Planning laws have been relaxed. The grade of agricultural land is no longer taken into account when assessing planning applications. There is more pressure for alternative land use, such as the set-aside scheme and the idea of environmentally sensitive areas, which were originally introduced to reduce overall agricultural output and to attain certain environmental objectives.
That is all very well, but in practice such schemes are not available to all classes of farmers. Many diversification schemes involve proposals that fall outside the legal definition of agriculture, which means that they are subject to the landlord's consent. I do not want to give the impression that all landlords are wicked—far from it, there are many good and supportive landlords—but some have refused consent to otherwise reasonable propositions that would not have affected their long-term interests. The tenant has no power to challenge such a refusal. Some tenants feel too vulnerable even to consider such a scheme, and some landlords' agents—we all know about landlords' agents—have been known to send threatening letters when a tenant has gone only as far as registering his eligibility for set-aside.

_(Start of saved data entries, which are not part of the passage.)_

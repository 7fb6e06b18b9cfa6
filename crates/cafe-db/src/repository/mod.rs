//! # Repository Module
//!
//! Database repository implementations for the ledger.
//!
//! ## Two Call Styles
//! ```text
//! ┌─────────────────────────────────────────────────────────────────────────┐
//! │  Pool-level: one call, one unit of work                                │
//! │                                                                         │
//! │    db.stock().adjust("b1", "beans", -18.0, Deduction, Some("O1"), ..)  │
//! │                                                                         │
//! │  Connection-level: compose several writes into one transaction         │
//! │                                                                         │
//! │    let mut tx = db.begin().await?;                                     │
//! │    costing::claim(&mut tx, "O1", "b1", "pos").await?;                  │
//! │    stock::adjust_in(&mut tx, "b1", "beans", -18.0, ..).await?;         │
//! │    costing::store_report(&mut tx, &report).await?;                     │
//! │    tx.commit().await?;                                                 │
//! └─────────────────────────────────────────────────────────────────────────┘
//! ```
//!
//! ## Available Repositories
//!
//! - [`CatalogRepository`](catalog::CatalogRepository) - Raw items, products, add-ons, recipes
//! - [`StockRepository`](stock::StockRepository) - Branch balances and movements
//! - [`CostingRepository`](costing::CostingRepository) - At-most-once costing claims
//! - [`AccountRepository`](account::AccountRepository) - Chart of accounts
//! - [`JournalRepository`](journal::JournalRepository) - Entries, lines, posted activity
//! - [`InvoiceRepository`](invoice::InvoiceRepository) - Sales invoices
//! - [`ExpenseRepository`](expense::ExpenseRepository) - Operating expenses

pub mod account;
pub mod catalog;
pub mod costing;
pub mod expense;
pub mod invoice;
pub mod journal;
pub mod stock;
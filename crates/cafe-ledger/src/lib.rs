//! # cafe-ledger: Costing & Double-Entry Ledger Engines
//!
//! This crate turns completed cafe orders into stock movements and journal
//! entries, and keeps the books those entries build.
//!
//! ## Architecture Overview
//! ```text
//! ┌─────────────────────────────────────────────────────────────────────────┐
//! │                          Ledger (facade)                                │
//! │                                                                         │
//! │  ┌──────────────────────────────────────────────────────────────────┐  │
//! │  │                      complete_order()                            │  │
//! │  │                                                                  │  │
//! │  │  CostingEngine ─────► Postings::post_order_cogs                  │  │
//! │  │  recipe → plan → deduct → report      Dr COGS / Cr Inventory     │  │
//! │  └────────────────────────────┬─────────────────────────────────────┘  │
//! │                               │                                         │
//! │         ┌─────────────────────┼─────────────────────┐                  │
//! │         ▼                     ▼                     ▼                   │
//! │  ┌────────────────┐  ┌────────────────┐  ┌────────────────────────┐    │
//! │  │  StockLedger   │  │ JournalEngine  │  │  Subledgers            │    │
//! │  │                │  │                │  │                        │    │
//! │  │ Atomic adjust  │  │ Balanced,      │  │ Invoices, expenses,    │    │
//! │  │ Transfers      │  │ idempotent,    │  │ purchases. Each status │    │
//! │  │ Low stock      │  │ reversible     │  │ change posts its entry │    │
//! │  └────────────────┘  └────────────────┘  └────────────────────────┘    │
//! │                                                                         │
//! │  ┌─────────────────────────────────────────────────────────────────┐   │
//! │  │                    FinancialReports                              │   │
//! │  │ Trial balance, income statement, balance sheet over posted lines │   │
//! │  └─────────────────────────────────────────────────────────────────┘   │
//! └─────────────────────────────────────────────────────────────────────────┘
//! ```
//!
//! ## Module Organization
//! - [`config`] - Ledger configuration (database, accounts, costing, retry)
//! - [`error`] - Engine error types
//! - [`retry`] - Backoff on busy/locked SQLite
//! - [`chart`] - Chart of accounts, balances
//! - [`journal`] - Journal engine
//! - [`recipe`] - Catalog and recipe maintenance, recipe resolution
//! - [`costing`] - Order costing engine
//! - [`stock`] - Branch stock ledger
//! - [`posting`] - Automatic order postings
//! - [`subledger`] - Invoices and expenses
//! - [`purchasing`] - Goods receipt
//! - [`reporting`] - Financial reports
//!
//! ## Usage
//!
//! ```rust,ignore
//! use cafe_ledger::{CostOrderRequest, Ledger, LedgerConfig};
//! use cafe_core::OrderLineItem;
//!
//! let ledger = Ledger::open(LedgerConfig::load_or_default(None)).await?;
//! ledger.chart().seed_default_chart("tenant-1").await?;
//!
//! let request = CostOrderRequest::new("O1", "branch-1", "barista")
//!     .line(OrderLineItem::new("espresso", 1));
//! let done = ledger.complete_order("tenant-1", &request, today).await?;
//! println!("COGS: {}", done.report.cost_of_goods());
//! ```

// =============================================================================
// Module Declarations
// =============================================================================

pub mod config;
pub mod error;
pub mod retry;

pub mod chart;
pub mod costing;
pub mod journal;
pub mod recipe;
pub mod stock;

pub mod posting;
pub mod purchasing;
pub mod reporting;
pub mod subledger;

#[cfg(test)]
mod test_support;

// =============================================================================
// Re-exports
// =============================================================================

pub use chart::{ChartOfAccounts, NewAccount};
pub use config::{AccountSettings, CostingSettings, LedgerConfig, RetrySettings};
pub use costing::{CostOrderRequest, CostingEngine};
pub use error::{LedgerError, LedgerResult};
pub use journal::JournalEngine;
pub use posting::{OrderSale, Postings};
pub use purchasing::{PurchaseLine, PurchaseReceipt, PurchaseResult, Purchasing, Settlement};
pub use recipe::{RecipeBook, RecipeResolver};
pub use reporting::FinancialReports;
pub use stock::{StockLedger, Transfer};
pub use subledger::{ExpenseService, InvoiceService, NewExpense, NewInvoice};

use chrono::NaiveDate;
use serde::{Deserialize, Serialize};
use std::sync::Arc;
use tracing::info;
use tracing_subscriber::EnvFilter;

use cafe_core::costing::CostingReport;
use cafe_core::JournalEntry;
use cafe_db::Database;

// =============================================================================
// Ledger
// =============================================================================

/// Outcome of [`Ledger::complete_order`].
#[derive(Debug, Clone, PartialEq, Serialize, Deserialize)]
pub struct OrderCompletion {
    pub report: CostingReport,
    /// `None` when the order consumed nothing with a cost.
    pub cogs_entry: Option<JournalEntry>,
}

/// Entry point: one database, one configuration, every engine.
///
/// Cheap to clone; engines handed out share the pool.
#[derive(Debug, Clone)]
pub struct Ledger {
    db: Database,
    config: Arc<LedgerConfig>,
}

impl Ledger {
    /// Validates the config, opens the pool and runs migrations.
    pub async fn open(config: LedgerConfig) -> LedgerResult<Self> {
        config.validate()?;
        let db = Database::new(config.database.db_config()).await?;
        info!(path = ?config.database.path, "Ledger opened");
        Ok(Ledger::from_database(db, Arc::new(config)))
    }

    pub fn from_database(db: Database, config: Arc<LedgerConfig>) -> Self {
        Ledger { db, config }
    }

    pub fn database(&self) -> &Database {
        &self.db
    }

    pub fn config(&self) -> &LedgerConfig {
        &self.config
    }

    pub fn chart(&self) -> ChartOfAccounts {
        ChartOfAccounts::new(self.db.clone())
    }

    pub fn journal(&self) -> JournalEngine {
        JournalEngine::new(self.db.clone(), self.config.clone())
    }

    pub fn recipes(&self) -> RecipeBook {
        RecipeBook::new(self.db.clone())
    }

    pub fn costing(&self) -> CostingEngine {
        CostingEngine::new(self.db.clone(), self.config.clone())
    }

    pub fn stock(&self) -> StockLedger {
        StockLedger::new(self.db.clone(), self.config.clone())
    }

    pub fn postings(&self) -> Postings {
        Postings::new(self.db.clone(), self.config.clone())
    }

    pub fn invoices(&self) -> InvoiceService {
        InvoiceService::new(self.db.clone(), self.config.clone())
    }

    pub fn expenses(&self) -> ExpenseService {
        ExpenseService::new(self.db.clone(), self.config.clone())
    }

    pub fn purchasing(&self) -> Purchasing {
        Purchasing::new(self.db.clone(), self.config.clone())
    }

    pub fn reports(&self) -> FinancialReports {
        FinancialReports::new(self.db.clone(), self.config.clone())
    }

    /// Costs an order, deducts its stock and posts its cost of goods.
    ///
    /// Both steps are keyed by the order id, so calling this again after a
    /// failure between them finishes the posting without deducting twice.
    pub async fn complete_order(
        &self,
        tenant_id: &str,
        request: &CostOrderRequest,
        entry_date: NaiveDate,
    ) -> LedgerResult<OrderCompletion> {
        let report = self.costing().cost_order(request).await?;
        let cogs_entry = self
            .postings()
            .post_order_cogs(tenant_id, &report, entry_date, &request.actor)
            .await?;

        Ok(OrderCompletion { report, cogs_entry })
    }
}

/// Installs the global fmt subscriber.
///
/// ## Log Levels
/// - `RUST_LOG=debug` - Show debug messages
/// - `RUST_LOG=cafe=trace` - Show trace for cafe crates only
/// - Default: `info,cafe=debug,sqlx=warn`
///
/// Does nothing if a subscriber is already installed.
pub fn init_tracing() {
    let filter = EnvFilter::try_from_default_env()
        .unwrap_or_else(|_| EnvFilter::new("info,cafe=debug,sqlx=warn"));

    let _ = tracing_subscriber::fmt().with_env_filter(filter).try_init();
}

#[cfg(test)]
mod tests {
    use super::*;
    use crate::test_support::{cafe_catalog, seeded_ledger, BRANCH, TENANT};
    use cafe_core::chart::numbers;
    use cafe_core::{Money, MovementType, OrderLineItem};

    fn date() -> NaiveDate {
        NaiveDate::from_ymd_opt(2024, 6, 3).unwrap()
    }

    #[tokio::test]
    async fn test_complete_order_costs_and_posts() {
        let ledger = seeded_ledger().await;
        let cafe = cafe_catalog(&ledger).await;
        ledger
            .stock()
            .adjust(BRANCH, &cafe.beans.id, 1_000.0, MovementType::Purchase, None, "clerk")
            .await
            .unwrap();
        ledger
            .stock()
            .adjust(BRANCH, &cafe.milk.id, 5.0, MovementType::Purchase, None, "clerk")
            .await
            .unwrap();

        let request = CostOrderRequest::new("O1", BRANCH, "barista").line(OrderLineItem::new(&cafe.latte.id, 1));
        let done = ledger.complete_order(TENANT, &request, date()).await.unwrap();
        // 18 g × 2.5¢ + 0.2 l × 120¢
        assert_eq!(done.report.cost_of_goods(), Money::from_cents(69));
        let entry = done.cogs_entry.clone().unwrap();
        assert_eq!(entry.total_debits(), Money::from_cents(69));

        let again = ledger.complete_order(TENANT, &request, date()).await.unwrap();
        assert_eq!(again.report, done.report);
        assert_eq!(again.cogs_entry.unwrap().id, entry.id);

        let inventory = ledger.chart().account_by_number(TENANT, numbers::INVENTORY).await.unwrap().unwrap();
        let balance = ledger.chart().get_balance(&inventory.id, date()).await.unwrap();
        assert_eq!(balance.balance_cents, -69);
    }

    #[tokio::test]
    async fn test_open_rejects_invalid_config() {
        let mut config = LedgerConfig::in_memory();
        config.retry.max_attempts = 0;
        let err = Ledger::open(config).await.unwrap_err();
        assert!(matches!(err, LedgerError::InvalidConfig(_)));
    }
}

The Bill should find a welcome among hon. Members. The court decision that I mentioned was unwelcome, but I hope that the Bill will correct that anomaly.
It was amusing, given that the hon. and learned Member for Montgomery (Mr. Carlile) referred to the Valentine that he had received in the form of a message of support from the Minister, that we heard a speech in support of the Bill from the hon. Member for Walthamstow (Mr. Summerson) who. as all hon. Members know, is an incurable romantic.
In addition to being an incurable romantic, the hon. Member for Walthamstow is a chartered surveyor. I am sure that the hon. and learned Member for Montgomery will have appreciated the support that he received from the hon. Gentleman.
I congratulate the hon. and learned Member for Montgomery on winning a reasonable position in the ballot for Bills and on his good sense in introducing a measure that has broad, cross-party support. By introducing the Bill, he is doing a particular service not only to his constituents but to farmers in Wales and throughout Britain. That is reflected in the fact that the National Farmers Union has written to many hon. Members urging their support for the Bill.
I am pleased to say that, without reservation, the Labour party will support the Bill, which the hon. and learned Member for Montgomery referred to as a technical but an important measure.
The hon. and learned Gentleman made a lucid and compelling case in support of the Bill. It is supported by my hon. Friends the Members for Clwyd, South-West (Mr. Jones), for Western Isles (Mr. Macdonald) and for Wentworth (Mr. Hardy). Therefore, representatives of England, Scotland and Wales support it.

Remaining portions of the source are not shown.